The first session is called the intake or assessment. During this session, I will introduce myself, identify my credentials and training, discuss confidentiality and safety concerns, and begin the process of getting to know you. There is no rush to "get to the problem." The session's aim is to be relaxed and collaborative while allowing a safe discussion of what brought you in today.
This is for my child. Can I be in the session with them?
All sessions with children initially start with a parent or caregiver in the room. This is for the benefit of both the child and the parent. Once a rapport and understanding of the therapeutic process is established, the sessions can be flexible such as child-only, split sessions with child then parent, or parent-only, depending on need.
How do couple's sessions work?
Sometimes both persons see the need to come in. Sometimes only one does. Either way, the first step is to establish rapport and ground rules for how to move forward in session. Many times hurt, anger, fear and guilt are forcing defenses to be up during the initial sessions. With a non-judgemental approach, the problems and opportunities for the couple can be explored and new coping skills can be added that encourage safe communication, rebuild trust, and allow an honest discussion of the issues as they are.
How long will I be in therapy?
There is no one answer to this question, but because my approach is "brief therapy," ie short-term, solution-focused psychotherapy, most clients begin to see symptom relief sooner than some other types of therapy. I find that, overall, people in therapy stay as long as needed or wanted.

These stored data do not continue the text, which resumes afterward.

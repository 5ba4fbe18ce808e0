//! Hierarchical option sets.
//!
//! A [`ParameterList`] is a named JSON object. Options are scalars, arrays,
//! or nested objects (sublists). Getters either require an option or fall
//! back to a default; a present option of the wrong type is always an error.

use serde::de::DeserializeOwned;
use serde_json::{Map, Value};

use crate::error::ConfigError;

/// A named, hierarchical option set.
#[derive(Clone, Debug, Default, PartialEq)]
pub struct ParameterList {
    name: String,
    values: Map<String, Value>,
}

impl ParameterList {
    /// An empty list.
    pub fn new(name: impl Into<String>) -> Self {
        Self {
            name: name.into(),
            values: Map::new(),
        }
    }

    /// Wrap a JSON value, which must be an object.
    pub fn from_value(name: impl Into<String>, value: Value) -> Result<Self, ConfigError> {
        let name = name.into();
        match value {
            Value::Object(values) => Ok(Self { name, values }),
            _ => Err(ConfigError::Parse {
                reason: format!("parameter list '{name}' must be a JSON object"),
            }),
        }
    }

    /// Parse JSON text.
    pub fn from_json(name: impl Into<String>, text: &str) -> Result<Self, ConfigError> {
        let value: Value = serde_json::from_str(text).map_err(|e| ConfigError::Parse {
            reason: e.to_string(),
        })?;
        Self::from_value(name, value)
    }

    /// The list's name, used in diagnostics.
    pub fn name(&self) -> &str {
        &self.name
    }

    /// Rename the list.
    pub fn set_name(&mut self, name: impl Into<String>) {
        self.name = name.into();
    }

    /// Option names in insertion order.
    pub fn keys(&self) -> impl Iterator<Item = &str> {
        self.values.keys().map(|k| k.as_str())
    }

    /// Whether `name` exists and is not a sublist.
    pub fn is_parameter(&self, name: &str) -> bool {
        matches!(self.values.get(name), Some(v) if !v.is_object())
    }

    /// Whether `name` exists and is a sublist.
    pub fn is_sublist(&self, name: &str) -> bool {
        matches!(self.values.get(name), Some(Value::Object(_)))
    }

    /// Set an option, replacing any previous value.
    pub fn set(&mut self, name: impl Into<String>, value: impl Into<Value>) -> &mut Self {
        self.values.insert(name.into(), value.into());
        self
    }

    /// Insert a sublist.
    pub fn set_sublist(&mut self, name: impl Into<String>, list: ParameterList) -> &mut Self {
        self.values.insert(name.into(), Value::Object(list.values));
        self
    }

    fn missing(&self, name: &str) -> ConfigError {
        ConfigError::MissingParameter {
            list: self.name.clone(),
            name: name.to_string(),
        }
    }

    fn wrong_type(&self, name: &str, expected: &'static str) -> ConfigError {
        ConfigError::WrongType {
            list: self.name.clone(),
            name: name.to_string(),
            expected,
        }
    }

    /// Build an [`InvalidValue`](ConfigError::InvalidValue) error for `name`.
    pub fn invalid(&self, name: &str, reason: impl Into<String>) -> ConfigError {
        ConfigError::InvalidValue {
            list: self.name.clone(),
            name: name.to_string(),
            reason: reason.into(),
        }
    }

    /// Required string option.
    pub fn get_str(&self, name: &str) -> Result<&str, ConfigError> {
        match self.values.get(name) {
            Some(Value::String(s)) => Ok(s),
            Some(_) => Err(self.wrong_type(name, "string")),
            None => Err(self.missing(name)),
        }
    }

    /// String option with a default.
    pub fn get_string_or(&self, name: &str, default: &str) -> Result<String, ConfigError> {
        match self.values.get(name) {
            Some(Value::String(s)) => Ok(s.clone()),
            Some(_) => Err(self.wrong_type(name, "string")),
            None => Ok(default.to_string()),
        }
    }

    /// Required boolean option.
    pub fn get_bool(&self, name: &str) -> Result<bool, ConfigError> {
        match self.values.get(name) {
            Some(Value::Bool(b)) => Ok(*b),
            Some(_) => Err(self.wrong_type(name, "bool")),
            None => Err(self.missing(name)),
        }
    }

    /// Boolean option with a default.
    pub fn get_bool_or(&self, name: &str, default: bool) -> Result<bool, ConfigError> {
        match self.values.get(name) {
            Some(Value::Bool(b)) => Ok(*b),
            Some(_) => Err(self.wrong_type(name, "bool")),
            None => Ok(default),
        }
    }

    /// Required floating-point option. Integers are accepted.
    pub fn get_f64(&self, name: &str) -> Result<f64, ConfigError> {
        match self.values.get(name) {
            Some(v) => v.as_f64().ok_or_else(|| self.wrong_type(name, "number")),
            None => Err(self.missing(name)),
        }
    }

    /// Floating-point option with a default.
    pub fn get_f64_or(&self, name: &str, default: f64) -> Result<f64, ConfigError> {
        match self.values.get(name) {
            Some(v) => v.as_f64().ok_or_else(|| self.wrong_type(name, "number")),
            None => Ok(default),
        }
    }

    /// Optional floating-point option.
    pub fn get_f64_opt(&self, name: &str) -> Result<Option<f64>, ConfigError> {
        match self.values.get(name) {
            Some(v) => v
                .as_f64()
                .map(Some)
                .ok_or_else(|| self.wrong_type(name, "number")),
            None => Ok(None),
        }
    }

    /// Integer option with a default.
    pub fn get_i64_or(&self, name: &str, default: i64) -> Result<i64, ConfigError> {
        match self.values.get(name) {
            Some(v) => v.as_i64().ok_or_else(|| self.wrong_type(name, "integer")),
            None => Ok(default),
        }
    }

    /// Required array of numbers.
    pub fn get_f64_array(&self, name: &str) -> Result<Vec<f64>, ConfigError> {
        match self.values.get(name) {
            Some(Value::Array(items)) => items
                .iter()
                .map(|v| v.as_f64().ok_or_else(|| self.wrong_type(name, "array of numbers")))
                .collect(),
            Some(_) => Err(self.wrong_type(name, "array of numbers")),
            None => Err(self.missing(name)),
        }
    }

    /// Required array of non-negative integers.
    pub fn get_index_array(&self, name: &str) -> Result<Vec<usize>, ConfigError> {
        match self.values.get(name) {
            Some(Value::Array(items)) => items
                .iter()
                .map(|v| {
                    v.as_u64()
                        .map(|i| i as usize)
                        .ok_or_else(|| self.wrong_type(name, "array of indices"))
                })
                .collect(),
            Some(_) => Err(self.wrong_type(name, "array of indices")),
            None => Err(self.missing(name)),
        }
    }

    /// Array of strings with a default.
    pub fn get_string_array_or(
        &self,
        name: &str,
        default: &[&str],
    ) -> Result<Vec<String>, ConfigError> {
        match self.values.get(name) {
            Some(Value::Array(items)) => items
                .iter()
                .map(|v| {
                    v.as_str()
                        .map(str::to_string)
                        .ok_or_else(|| self.wrong_type(name, "array of strings"))
                })
                .collect(),
            Some(_) => Err(self.wrong_type(name, "array of strings")),
            None => Ok(default.iter().map(|s| s.to_string()).collect()),
        }
    }

    /// Required sublist. The child is named `"<parent>->name"`.
    pub fn sublist(&self, name: &str) -> Result<ParameterList, ConfigError> {
        match self.values.get(name) {
            Some(Value::Object(values)) => Ok(ParameterList {
                name: format!("{}->{name}", self.name),
                values: values.clone(),
            }),
            Some(_) => Err(self.wrong_type(name, "sublist")),
            None => Err(self.missing(name)),
        }
    }

    /// Sublist, or an empty list with the same name if absent.
    pub fn sublist_or_empty(&self, name: &str) -> Result<ParameterList, ConfigError> {
        if self.values.contains_key(name) {
            self.sublist(name)
        } else {
            Ok(ParameterList::new(format!("{}->{name}", self.name)))
        }
    }

    /// Iterate over all sublists as `(name, list)` pairs.
    pub fn sublists(&self) -> impl Iterator<Item = Result<(String, ParameterList), ConfigError>> + '_ {
        self.values
            .iter()
            .filter(|(_, v)| v.is_object())
            .map(|(k, _)| self.sublist(k).map(|l| (k.clone(), l)))
    }

    /// Deserialize the whole list into a serde type.
    ///
    /// Used for flat numeric blocks whose fields carry
    /// `#[serde(rename = "...")]` option names.
    pub fn deserialize<T: DeserializeOwned>(&self) -> Result<T, ConfigError> {
        serde_json::from_value(Value::Object(self.values.clone())).map_err(|e| {
            ConfigError::Parse {
                reason: format!("{}: {e}", self.name),
            }
        })
    }

    /// The underlying JSON object.
    pub fn as_value(&self) -> Value {
        Value::Object(self.values.clone())
    }
}

#[cfg(test)]
mod tests {
    use super::*;
    use serde::Deserialize;
    use serde_json::json;

    fn list() -> ParameterList {
        ParameterList::from_value(
            "eos",
            json!({
                "EOS basis": "both",
                "molar mass": 0.018,
                "cells": [0, 2],
                "flag": true,
                "EOS parameters": { "EOS type": "constant" }
            }),
        )
        .unwrap()
    }

    #[test]
    fn typed_getters() {
        let p = list();
        assert_eq!(p.get_str("EOS basis").unwrap(), "both");
        assert_eq!(p.get_f64("molar mass").unwrap(), 0.018);
        assert!(p.get_bool_or("flag", false).unwrap());
        assert_eq!(p.get_index_array("cells").unwrap(), vec![0, 2]);
        assert_eq!(p.get_f64_or("absent", 1.5).unwrap(), 1.5);
    }

    #[test]
    fn missing_required_is_error() {
        match list().get_str("molar density key") {
            Err(ConfigError::MissingParameter { list, name }) => {
                assert_eq!(list, "eos");
                assert_eq!(name, "molar density key");
            }
            other => panic!("expected MissingParameter, got {other:?}"),
        }
    }

    #[test]
    fn wrong_type_is_error_even_with_default() {
        match list().get_bool_or("EOS basis", false) {
            Err(ConfigError::WrongType { expected, .. }) => assert_eq!(expected, "bool"),
            other => panic!("expected WrongType, got {other:?}"),
        }
    }

    #[test]
    fn sublist_name_is_nested() {
        let sub = list().sublist("EOS parameters").unwrap();
        assert_eq!(sub.name(), "eos->EOS parameters");
        assert!(list().is_sublist("EOS parameters"));
        assert!(!list().is_parameter("EOS parameters"));
    }

    #[test]
    fn deserialize_with_renamed_fields() {
        #[derive(Deserialize)]
        struct Block {
            #[serde(rename = "molar mass")]
            molar_mass: f64,
        }
        let b: Block = list().deserialize().unwrap();
        assert_eq!(b.molar_mass, 0.018);
    }

    #[test]
    fn non_object_json_rejected() {
        assert!(ParameterList::from_json("x", "[1, 2]").is_err());
    }
}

As the reasons for being in therapy are addressed, clients step down from weekly sessions to bi-monthly sessions to monthly "check-ins." Even clients who have finished their therapy can come in on an as-needed basis for as long as they wish.
What should I expect?
Ironically, coming to therapy can cause some nervousness initially. How will I know what to say? Will I like the counselor? What if I'm not sure I want to talk about the things I need to? First and foremost, you will never be required to talk about anything you don't want to. Therapy is always at your pace. But know this, there are always two therapists in the room, you and me. You're the expert on you and I'm the expert on therapy. Over our sessions together we will trade information so that we each become expert. When you have gained the necessary techniques, insight and confidence, the things that are blocking you in your life will no longer have power over you. Through therapy we don't "get over" anything, we move through it.

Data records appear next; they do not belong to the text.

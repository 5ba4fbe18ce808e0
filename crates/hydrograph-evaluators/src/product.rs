//! Products of fields, and mesh-derived independent fields.

use hydrograph_core::keys::mesh_of;
use hydrograph_core::{
    CompositeVector, ConfigError, EntityKind, FieldShape, Key, KeyTag, ParameterList, StateError, Tag,
};
use hydrograph_state::{EvalContext, Evaluator, EvaluatorKind};

use crate::common::{eval_failed, unsupported};

/// `coefficient * prod(dependencies)`, component by component.
#[derive(Debug)]
pub struct Multiplicative {
    name: String,
    coefficient: f64,
    provides: [KeyTag; 1],
    deps: Vec<KeyTag>,
}

impl Multiplicative {
    /// Factory constructor.
    pub fn from_plist(plist: &ParameterList, tag: &Tag) -> Result<Box<dyn Evaluator>, ConfigError> {
        Ok(Box::new(Self::new(plist, tag)?))
    }

    /// Construct directly. Requires `"evaluator name"` and a non-empty
    /// `"evaluator dependencies"` array; `"coefficient"` defaults to 1.
    pub fn new(plist: &ParameterList, tag: &Tag) -> Result<Self, ConfigError> {
        let name = plist.get_str("evaluator name")?.to_string();
        if !plist.is_parameter("evaluator dependencies") {
            return Err(ConfigError::MissingParameter {
                list: plist.name().to_string(),
                name: "evaluator dependencies".to_string(),
            });
        }
        let deps: Vec<KeyTag> = plist
            .get_string_array_or("evaluator dependencies", &[])?
            .into_iter()
            .map(|k| Key::from(k).at(tag))
            .collect();
        if deps.is_empty() {
            return Err(plist.invalid("evaluator dependencies", "at least one dependency is required"));
        }
        Ok(Self {
            provides: [Key::from(name.as_str()).at(tag)],
            name,
            coefficient: plist.get_f64_or("coefficient", 1.0)?,
            deps,
        })
    }

    /// Construct from keys.
    pub fn with_keys(output: KeyTag, deps: Vec<KeyTag>, coefficient: f64) -> Self {
        Self {
            name: output.key.as_str().to_string(),
            coefficient,
            provides: [output],
            deps,
        }
    }

    /// Fill `results[0]` with `coefficient * prod(deps except skip)`.
    fn product(
        &self,
        ctx: &EvalContext<'_>,
        results: &mut [CompositeVector],
        skip: Option<usize>,
    ) -> Result<(), StateError> {
        let fields = self
            .deps
            .iter()
            .map(|kt| ctx.field(kt))
            .collect::<Result<Vec<_>, _>>()?;
        for (spec, out) in results[0].components_mut() {
            out.iter_mut().for_each(|v| *v = self.coefficient);
            for (i, field) in fields.iter().enumerate() {
                if Some(i) == skip {
                    continue;
                }
                for (v, d) in out.iter_mut().zip(field.view(&spec.name)?) {
                    *v *= d;
                }
            }
        }
        Ok(())
    }
}

impl Evaluator for Multiplicative {
    fn name(&self) -> &str {
        &self.name
    }

    fn provides(&self) -> &[KeyTag] {
        &self.provides
    }

    fn dependencies(&self) -> &[KeyTag] {
        &self.deps
    }

    fn evaluate(&self, ctx: &EvalContext<'_>, results: &mut [CompositeVector]) -> Result<(), StateError> {
        self.product(ctx, results, None)
    }

    fn evaluate_partial_derivative(
        &self,
        ctx: &EvalContext<'_>,
        wrt: &KeyTag,
        results: &mut [CompositeVector],
    ) -> Result<(), StateError> {
        // A dependency listed twice contributes once per occurrence.
        let occurrences: Vec<usize> = self
            .deps
            .iter()
            .enumerate()
            .filter(|(_, d)| *d == wrt)
            .map(|(i, _)| i)
            .collect();
        if occurrences.is_empty() {
            return Err(unsupported(&self.name, &self.provides[0], wrt));
        }
        let mut total = results[0].zeros_like();
        for i in occurrences {
            let mut term = [results[0].zeros_like()];
            self.product(ctx, &mut term, Some(i))?;
            total.update(1.0, &term[0], 1.0)?;
        }
        results[0].assign(&total)
    }
}

// ── Cell volume ────────────────────────────────────────────────────

/// Cell volumes of the key's mesh, computed once.
#[derive(Debug)]
pub struct CellVolume {
    name: String,
    provides: [KeyTag; 1],
}

impl CellVolume {
    /// Factory constructor.
    pub fn from_plist(plist: &ParameterList, tag: &Tag) -> Result<Box<dyn Evaluator>, ConfigError> {
        let key = Key::from(plist.get_str("evaluator name")?);
        Ok(Box::new(Self::new(key.at(tag))))
    }

    /// Construct for `kt`.
    pub fn new(kt: KeyTag) -> Self {
        Self {
            name: kt.key.as_str().to_string(),
            provides: [kt],
        }
    }
}

impl Evaluator for CellVolume {
    fn name(&self) -> &str {
        &self.name
    }

    fn kind(&self) -> EvaluatorKind {
        EvaluatorKind::Independent
    }

    fn provides(&self) -> &[KeyTag] {
        &self.provides
    }

    fn dependencies(&self) -> &[KeyTag] {
        &[]
    }

    fn output_shape(&self, kt: &KeyTag) -> Option<FieldShape> {
        Some(FieldShape::cells(mesh_of(kt.key.as_str())))
    }

    fn evaluate(&self, ctx: &EvalContext<'_>, results: &mut [CompositeVector]) -> Result<(), StateError> {
        let mesh = ctx.mesh(mesh_of(self.provides[0].key.as_str()))?;
        for (spec, out) in results[0].components_mut() {
            if spec.kind != EntityKind::Cell {
                return Err(eval_failed(&self.name, format!("'{}' is not a cell component", spec.name)));
            }
            for (c, v) in out.iter_mut().enumerate() {
                *v = mesh.cell_volume(c);
            }
        }
        Ok(())
    }
}

#[cfg(test)]
mod tests {
    use super::*;

    #[test]
    fn dependencies_are_required() {
        let mut p = ParameterList::new("e");
        p.set("evaluator name", "energy");
        match Multiplicative::new(&p, &Tag::NEXT) {
            Err(ConfigError::MissingParameter { name, .. }) => assert_eq!(name, "evaluator dependencies"),
            other => panic!("expected MissingParameter, got {other:?}"),
        }
    }

    #[test]
    fn reads_coefficient_and_keys() {
        let p = ParameterList::from_json(
            "e",
            r#"{"evaluator name": "energy",
                "evaluator dependencies": ["cell_volume", "temperature"],
                "coefficient": 4.2e6}"#,
        )
        .unwrap();
        let ev = Multiplicative::new(&p, &Tag::NEXT).unwrap();
        assert_eq!(ev.coefficient, 4.2e6);
        assert_eq!(ev.dependencies().len(), 2);
        assert_eq!(ev.dependencies()[1], KeyTag::new("temperature", Tag::NEXT));
    }
}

This is a family issue. How can therapy help?
Whether the entire family comes in or just you, families respond to an unwritten set of rules that guide all interactions (called Family Systems Theory). If you change something about how you interact, the system can either adapt to accept it or, more often, reject it with extreme prejudice. Family therapy explores these unwritten rules and creates opportunities to rewrite them to promote better function.